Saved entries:
^^^^^^^^^^^^^^^^

//! Storage, queue and upstream wiring for the service binary.

use anyhow::Context;
use gitglide_api::{Backends, ServiceConfig};
use gitglide_core::adapters::{
    FileBackedEventQueue, FileBackedStore, InMemoryCredentialVault, InMemoryEventQueue,
    InMemoryStore,
};
use gitglide_core::upstream::{JulesClient, VercelClient};
use gitglide_core::{EventQueue, IntegrationConfigStore, WebhookLogStore};
use std::sync::Arc;
use tracing::{info, warn};

/// Build the backends described by `config`
///
/// Integration configs and audit rows share one store. The store and the
/// event queue are JSON snapshots under `storage.data_dir` when set and
/// process memory otherwise. Provider credentials are always held in memory.
pub async fn build_backends(config: &ServiceConfig) -> anyhow::Result<Backends> {
    let upstream = config.upstream_config();
    let platform = VercelClient::new(&upstream).context("failed to build Vercel client")?;
    let agent = JulesClient::new(&upstream).context("failed to build Jules client")?;

    let (configs, logs, queue): (
        Arc<dyn IntegrationConfigStore>,
        Arc<dyn WebhookLogStore>,
        Arc<dyn EventQueue>,
    ) = match &config.storage.data_dir {
        Some(data_dir) => {
            let store = FileBackedStore::open(data_dir.clone())
                .await
                .with_context(|| format!("failed to open store in {}", data_dir.display()))?;
            let queue = FileBackedEventQueue::open(data_dir.clone())
                .await
                .with_context(|| format!("failed to open queue in {}", data_dir.display()))?;
            info!(data_dir = %data_dir.display(), "Using file-backed store and queue");
            warn!(
                "Provider credentials are held in memory; enabled projects fail remediation \
                 until users re-enter their keys after a restart"
            );
            (Arc::new(store.clone()), Arc::new(store), Arc::new(queue))
        }
        None => {
            warn!(
                "No storage.data_dir configured; integration state and queued events \
                 will not survive restarts"
            );
            let store = InMemoryStore::new();
            (
                Arc::new(store.clone()),
                Arc::new(store),
                Arc::new(InMemoryEventQueue::new()),
            )
        }
    };

    Ok(Backends {
        vault: Arc::new(InMemoryCredentialVault::new()),
        configs,
        logs,
        queue,
        platform: Arc::new(platform),
        agent: Arc::new(agent),
    })
}

#[cfg(test)]
#[path = "backends_tests.rs"]
mod tests;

^^^^^^^^^^^^^^^^

[WORK ITEM]
Each line containing the word "credentials" needs to be copied from the data above.

[EXERCISE SOLUTION]
/// process memory otherwise. Provider credentials are always held in memory.
                "Provider credentials are held in memory; enabled projects fail remediation \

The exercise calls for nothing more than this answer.